Lo bonito de la democracia liberal es dar visibilidad legal a esos conflictos y sobre todo excluir la violencia. ¿Y qué es lo civilizado? «La barbarie es ausencia de normas y de posible apelación». Y lo civilizado se mide por la mayor o menor precisión de las normas. En efecto, se mide por la densidad normativa de la sociedad y del sistema político. Eso no quiere decir que el Estado deba regularlo todo, sino que debe crear un espacio jurídico en el que no haya lugar a la improvisación o a la arbitrariedad, un ámbito o dominio en el que todos sepan a qué atenerse y en el que la vulneración de esas normas bien fijadas y claras tenga la respuesta institucional prevista. Ese dictamen, que está en Ortega, reaparece en las páginas de Santos Juliá una y otra vez, de manera directa o indirecta. Por un lado, la España de Franco es intervencionista, ordenancista, leguleya; por otro, ese país es también el del estraperlo, el de la corrupción, el del nepotismo, el de la patrimonialización. Aparte de la dictadura, lo que lo hace repudiable es, precisamente, la suma de intervencionismo y corrupción.
Aunque se presente bajo la forma de ensayo analítico de excelente factura y de distante y brillante pulso narrativo, Hoy no es ayer tiene un fondo o un eco inevitablemente autobiográficos, emocionales incluso. Por eso, entre sus páginas, el autor manifiesta un dolor generacional que es, a la vez, personal. Es un volumen escrito por alguien nacido en 1940, alguien que llega a la juventud tras las primeras contestaciones juveniles (1956) y tras el Plan de Estabilización (1959), alguien cuya madurez corresponde ya a la muerte de Franco y, por tanto, al período de la Transición. Haber vivido la historia en esas etapas, haberlas vivido con lucidez, debió de ser lamentable y prometedor.

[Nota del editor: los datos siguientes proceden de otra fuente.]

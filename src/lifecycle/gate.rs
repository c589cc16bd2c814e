//! Dependency gates.
//!
//! # Responsibilities
//! - Let a producer announce "my resource is usable" under its name
//! - Let dependents block (without spinning) until that announcement
//! - Re-arm when the producer stops so a later start cycle gates again
//!
//! # Design Decisions
//! - Gates are `watch` channels: an open is never missed, whether the
//!   dependent starts waiting before or after it
//! - Startup order is never declared centrally; it emerges from gate waits
//! - Waits are bounded by an optional timeout and always by shutdown

use std::sync::Arc;
use std::time::Duration;
use dashmap::DashMap;
use thiserror::Error;
use tokio::sync::watch;

use crate::lifecycle::shutdown::ShutdownSignal;

/// Errors from waiting on a gate.
#[derive(Debug, Clone, PartialEq, Eq, Error)]
pub enum GateError {
    /// The gate did not open within the configured bound.
    #[error("dependency <{gate}> not ready after {after:?}")]
    Timeout { gate: String, after: Duration },

    /// Shutdown fired while waiting.
    #[error("wait for dependency <{gate}> cancelled by shutdown")]
    Cancelled { gate: String },
}

/// A re-armable readiness gate for one named dependency.
#[derive(Clone, Debug)]
pub struct DependencyGate {
    name: Arc<str>,
    tx: Arc<watch::Sender<bool>>,
}

impl DependencyGate {
    /// Create a closed gate.
    pub fn new(name: &str) -> Self {
        let (tx, _) = watch::channel(false);
        Self {
            name: Arc::from(name),
            tx: Arc::new(tx),
        }
    }

    /// Name of the dependency this gate guards.
    pub fn name(&self) -> &str {
        &self.name
    }

    /// Open the gate, waking every waiter. Idempotent.
    pub fn open(&self) {
        let opened = self.tx.send_if_modified(|open| {
            if *open {
                false
            } else {
                *open = true;
                true
            }
        });
        if opened {
            tracing::debug!(gate = %self.name, "Dependency gate opened");
        }
    }

    /// Close the gate for the next start cycle.
    pub fn reset(&self) {
        let closed = self.tx.send_if_modified(|open| std::mem::replace(open, false));
        if closed {
            tracing::debug!(gate = %self.name, "Dependency gate reset");
        }
    }

    /// Whether the gate is currently open.
    pub fn is_open(&self) -> bool {
        *self.tx.borrow()
    }

    /// Wait until the gate is open.
    pub async fn wait(&self) {
        let mut rx = self.tx.subscribe();
        let _ = rx.wait_for(|open| *open).await;
    }

    /// Wait until the gate is open, giving up after `timeout` (if any) or
    /// when `shutdown` closes.
    pub async fn wait_with(
        &self,
        timeout: Option<Duration>,
        shutdown: &ShutdownSignal,
    ) -> Result<(), GateError> {
        let bounded = async {
            match timeout {
                Some(after) => tokio::time::timeout(after, self.wait())
                    .await
                    .map_err(|_| GateError::Timeout {
                        gate: self.name.to_string(),
                        after,
                    }),
                None => {
                    self.wait().await;
                    Ok(())
                }
            }
        };

        tokio::select! {
            biased;
            result = bounded => result,
            _ = shutdown.done() => Err(GateError::Cancelled {
                gate: self.name.to_string(),
            }),
        }
    }
}

/// Gates keyed by dependency name.
#[derive(Clone, Default)]
pub struct DependencyGates {
    gates: Arc<DashMap<String, DependencyGate>>,
}

impl DependencyGates {
    /// Create an empty set of gates.
    pub fn new() -> Self {
        Self::default()
    }

    /// Gate for `name`, created closed if absent.
    pub fn gate(&self, name: &str) -> DependencyGate {
        self.gates
            .entry(name.to_string())
            .or_insert_with(|| DependencyGate::new(name))
            .clone()
    }

    /// Open the gate for `name`.
    pub fn open(&self, name: &str) {
        self.gate(name).open();
    }

    /// Reset the gate for `name`.
    pub fn reset(&self, name: &str) {
        self.gate(name).reset();
    }

    /// Whether the gate for `name` is open. Unknown gates are closed.
    pub fn is_open(&self, name: &str) -> bool {
        self.gates.get(name).map(|g| g.is_open()).unwrap_or(false)
    }

    /// Names of every known gate.
    pub fn names(&self) -> Vec<String> {
        let mut names: Vec<String> = self.gates.iter().map(|g| g.key().clone()).collect();
        names.sort();
        names
    }
}

#[cfg(test)]
mod tests {
    use super::*;

    #[tokio::test]
    async fn test_wait_after_open_returns_immediately() {
        let gate = DependencyGate::new("DataDB");
        gate.open();
        gate.open();
        tokio::time::timeout(Duration::from_millis(50), gate.wait())
            .await
            .expect("open gate must not block");
    }

    #[tokio::test]
    async fn test_wait_before_open_is_woken() {
        let gates = DependencyGates::new();
        let waiter = {
            let gate = gates.gate("DataDB");
            tokio::spawn(async move { gate.wait().await })
        };
        tokio::time::sleep(Duration::from_millis(10)).await;
        assert!(!waiter.is_finished());

        gates.open("DataDB");
        tokio::time::timeout(Duration::from_secs(1), waiter)
            .await
            .expect("waiter not woken")
            .unwrap();
    }

    #[tokio::test]
    async fn test_reset_rearms_gate() {
        let gates = DependencyGates::new();
        gates.open("AttributeS");
        assert!(gates.is_open("AttributeS"));

        gates.reset("AttributeS");
        assert!(!gates.is_open("AttributeS"));
        let shutdown = ShutdownSignal::new();
        let result = gates
            .gate("AttributeS")
            .wait_with(Some(Duration::from_millis(20)), &shutdown)
            .await;
        assert!(matches!(result, Err(GateError::Timeout { .. })));
    }

    #[tokio::test]
    async fn test_wait_cancelled_by_shutdown() {
        let gate = DependencyGate::new("DataDB");
        let shutdown = ShutdownSignal::new();
        let waiter = {
            let gate = gate.clone();
            let shutdown = shutdown.clone();
            tokio::spawn(async move { gate.wait_with(None, &shutdown).await })
        };

        shutdown.close_once();
        let result = waiter.await.unwrap();
        assert_eq!(
            result,
            Err(GateError::Cancelled {
                gate: "DataDB".to_string()
            })
        );
    }

    #[test]
    fn test_unknown_gate_is_closed() {
        let gates = DependencyGates::new();
        assert!(!gates.is_open("missing"));
        assert!(gates.names().is_empty());
    }
}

Digo lamentable porque vivir bajo una dictadura durante treinta y cinco años es una mala fortuna: te hurtan buena parte de tu juventud, potencialmente díscola y levantisca. Y digo prometedor porque la salida del régimen franquista a esa edad te permite la madurez lúcida y prudente. Personas como Santos Juliá, con esos condicionantes biográficos, hay muchas, pero no todas se han dedicado a la investigación histórica. O, como decía Antonio Gramsci, todos podemos ser intelectuales (en el sentido de observar, pensar, reflexionar, dictaminar), pero no todos desempeñamos esa función en la sociedad.

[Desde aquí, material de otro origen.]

//! Engine assembly and run loop.
//!
//! # Responsibilities
//! - Build the shared primitives (shutdown signal, gates) and every service
//! - Register the services with one `ServiceManager`
//! - Run until shutdown, then wait for the services to stop
//!
//! # Design Decisions
//! - Startup failures are reported together and logged; the engine keeps
//!   running whatever did start, and a failed service can still come up on a
//!   later reload
//! - Precache readiness is announced from outside through `mark_precached`

use std::sync::Arc;
use std::time::Duration;
use thiserror::Error;

use crate::config::ConfigStore;
use crate::lifecycle::gate::DependencyGates;
use crate::lifecycle::manager::{ManagerError, ServiceManager, StartupError};
use crate::lifecycle::shutdown::ShutdownSignal;
use crate::services::{AnalyzerService, AttributeService, DataDbService, LoaderService, Service};
use crate::storage::Connector;

const DEFAULT_SHUTDOWN_TIMEOUT: Duration = Duration::from_secs(10);

/// Errors from running the engine.
#[derive(Debug, Error)]
pub enum EngineError {
    #[error("services still running {0:?} after shutdown")]
    ShutdownTimeout(Duration),
}

/// The assembled engine: configuration, primitives and services.
pub struct Engine {
    config: ConfigStore,
    shutdown: ShutdownSignal,
    gates: DependencyGates,
    manager: Arc<ServiceManager>,
    data_db: Arc<DataDbService>,
    attributes: Arc<AttributeService>,
    loaders: Arc<LoaderService>,
    analyzer: Arc<AnalyzerService>,
}

impl Engine {
    pub fn new(config: ConfigStore, connector: Arc<dyn Connector>) -> Result<Self, ManagerError> {
        let shutdown = ShutdownSignal::new();
        let gates = DependencyGates::new();
        let manager = Arc::new(ServiceManager::new(config.clone(), shutdown.clone()));

        let data_db = Arc::new(DataDbService::new(
            config.clone(),
            connector,
            gates.clone(),
            shutdown.clone(),
        ));
        let attributes = Arc::new(AttributeService::new(
            config.clone(),
            gates.clone(),
            shutdown.clone(),
            data_db.handle(),
        ));
        let loaders = Arc::new(LoaderService::new(
            config.clone(),
            gates.clone(),
            shutdown.clone(),
            data_db.handle(),
        ));
        let analyzer = Arc::new(AnalyzerService::new(config.clone(), gates.clone(), shutdown.clone()));

        manager.add_services(vec![
            Arc::clone(&data_db) as Arc<dyn Service>,
            Arc::clone(&attributes) as Arc<dyn Service>,
            Arc::clone(&loaders) as Arc<dyn Service>,
            Arc::clone(&analyzer) as Arc<dyn Service>,
        ])?;

        Ok(Self {
            config,
            shutdown,
            gates,
            manager,
            data_db,
            attributes,
            loaders,
            analyzer,
        })
    }

    pub fn config(&self) -> &ConfigStore {
        &self.config
    }

    pub fn shutdown_signal(&self) -> ShutdownSignal {
        self.shutdown.clone()
    }

    pub fn gates(&self) -> &DependencyGates {
        &self.gates
    }

    pub fn manager(&self) -> &Arc<ServiceManager> {
        &self.manager
    }

    pub fn data_db(&self) -> &Arc<DataDbService> {
        &self.data_db
    }

    pub fn attributes(&self) -> &Arc<AttributeService> {
        &self.attributes
    }

    pub fn loaders(&self) -> &Arc<LoaderService> {
        &self.loaders
    }

    pub fn analyzer(&self) -> &Arc<AnalyzerService> {
        &self.analyzer
    }

    /// Announce that a cache partition finished precaching.
    pub fn mark_precached(&self, partition: &str) {
        tracing::debug!(partition = %partition, "Cache partition precached");
        self.gates.open(partition);
    }

    /// Start every wanted service.
    pub async fn start(&self) -> Result<(), StartupError> {
        self.manager.start_services().await
    }

    /// Start, block until shutdown fires, then wait for every service to stop.
    ///
    /// A service that fails to start stays down without stopping its siblings.
    pub async fn run(&self) -> Result<(), EngineError> {
        match self.start().await {
            Ok(()) => {}
            Err(e @ StartupError::Failed(_)) => {
                tracing::error!(error = %e, "Engine running with failed services");
            }
            Err(e) => tracing::warn!(error = %e, "Engine start skipped"),
        }

        self.shutdown.done().await;
        let timeout = self.shutdown_timeout();
        tracing::info!(timeout = ?timeout, "Shutdown started, stopping services");
        if tokio::time::timeout(timeout, self.manager.wait_stopped()).await.is_err() {
            tracing::error!(timeout = ?timeout, "Services did not stop in time");
            return Err(EngineError::ShutdownTimeout(timeout));
        }

        tracing::info!("Shutdown complete");
        Ok(())
    }

    fn shutdown_timeout(&self) -> Duration {
        match self.config.current().general.shutdown_timeout() {
            Ok(timeout) => timeout,
            Err(e) => {
                tracing::warn!(error = %e, default = ?DEFAULT_SHUTDOWN_TIMEOUT, "Invalid shutdown_timeout, using default");
                DEFAULT_SHUTDOWN_TIMEOUT
            }
        }
    }
}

Pues bien, Santos Juliá es uno de esos observadores fina y finalmente intelectuales que trabajan con el intelecto, sí, y que además hace públicas sus reflexiones para ilustración de sus lectores. No es un académico recluido en la oscuridad de su gabinete, sino alguien que interviene en los medios. Tiene libros de investigación y tiene obras de síntesis, pero sobre todo tiene análisis periodísticos de notable perspicacia, concebidos para el examen de los hechos y de sus contextos, del presente y de ese pasado que aún pesa; intervenciones para edificación de los lectores y para réplica de ideas recibidas, de errores políticos.

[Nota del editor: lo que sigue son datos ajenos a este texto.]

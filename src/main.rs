//! Charging engine service orchestrator.
//!
//! # Architecture Overview
//!
//! ```text
//!   engine.toml ──▶ ConfigStore ──(changed sections)──▶ ReloadRegistry
//!        ▲              │                                     │
//!   watcher / SIGHUP    │                        one listener per section
//!                       ▼                                     ▼
//!               ┌─────────────────────── ServiceManager ──────────────────┐
//!               │                                                          │
//!               │   DataDbService ──DataDbHandle──▶ AttributeService       │
//!               │        │                   └───▶ LoaderService          │
//!               │        ▼                          AnalyzerService        │
//!               │   Connector / DataStore                                  │
//!               │                                                          │
//!               │   DependencyGates: "DataDB", precache partitions, ...    │
//!               └──────────────────────────────────────────────────────────┘
//!                                       ▲
//!                     SIGINT / SIGTERM ─┘ ShutdownSignal
//! ```

use std::path::PathBuf;
use std::sync::Arc;
use clap::Parser;

use charging_engine::config::{load_config, ConfigStore, ConfigWatcher};
use charging_engine::lifecycle::signals::spawn_signal_handler;
use charging_engine::lifecycle::{Engine, ReloadRegistry};
use charging_engine::observability::{logging, metrics};
use charging_engine::services::partitions;
use charging_engine::storage::MemoryConnector;

#[derive(Parser, Debug)]
#[command(name = "charging-engine", version, about = "Charging engine service orchestrator")]
struct Cli {
    /// Path to the configuration file
    #[arg(short, long, default_value = "/etc/charging-engine/engine.toml")]
    config: PathBuf,

    /// Validate the configuration and exit
    #[arg(long)]
    check_config: bool,

    /// Override observability.log_level
    #[arg(long)]
    log_level: Option<String>,

    /// Do not watch the configuration file for changes
    #[arg(long)]
    no_watch: bool,
}

#[tokio::main]
async fn main() -> Result<(), Box<dyn std::error::Error>> {
    let cli = Cli::parse();

    let config = load_config(&cli.config)?;
    if cli.check_config {
        println!("{}: configuration is valid", cli.config.display());
        return Ok(());
    }

    let level = cli
        .log_level
        .clone()
        .unwrap_or_else(|| config.observability.log_level.clone());
    logging::init_logging(&level)?;

    tracing::info!(
        node_id = %config.general.node_id,
        config = ?cli.config,
        "charging-engine v{} starting",
        env!("CARGO_PKG_VERSION")
    );

    if config.observability.metrics_enabled {
        match config.observability.metrics_address.parse() {
            Ok(addr) => metrics::init_metrics(addr)?,
            Err(e) => tracing::error!(
                metrics_address = %config.observability.metrics_address,
                error = %e,
                "Failed to parse metrics address"
            ),
        }
    }

    let store = ConfigStore::new(config, ReloadRegistry::new());
    let engine = Engine::new(store.clone(), Arc::new(MemoryConnector::new()))?;

    // The in-process store has nothing to precache.
    engine.mark_precached(partitions::ATTRIBUTE_PROFILES);
    engine.mark_precached(partitions::ATTRIBUTE_FILTER_INDEXES);

    let _watcher = if cli.no_watch {
        None
    } else {
        match ConfigWatcher::new(&cli.config, store.clone()).run() {
            Ok(watcher) => Some(watcher),
            Err(e) => {
                tracing::warn!(error = %e, "Config watcher unavailable, reload with SIGHUP");
                None
            }
        }
    };
    let signals = spawn_signal_handler(engine.shutdown_signal(), store, cli.config.clone());

    let result = engine.run().await;
    signals.abort();
    result?;
    Ok(())
}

Su generación es la que protagoniza la Transición, la que hace un ejercicio de moderación y de modestia, de entrega y de esfuerzo, sin un plan establecido y cerrado, sin un programa fijado: aprendiendo el lenguaje de la libertad y de la democracia. «Pero la vieja generación, la que durante los años cincuenta y sesenta procedió a construir un nuevo sujeto que se presentó en el espacio público por vez primera en 1956 como hijos de los vencedores y de los vencidos, tuvo que echar a andar sin ningún referente europeo antifascista que le indicara el camino y, la verdad, ahora da un poco de pereza construirlo y es muy tarde para sacárselo de la manga o para inventarlo en un relato sobre lo que pudo haber sido y no fue».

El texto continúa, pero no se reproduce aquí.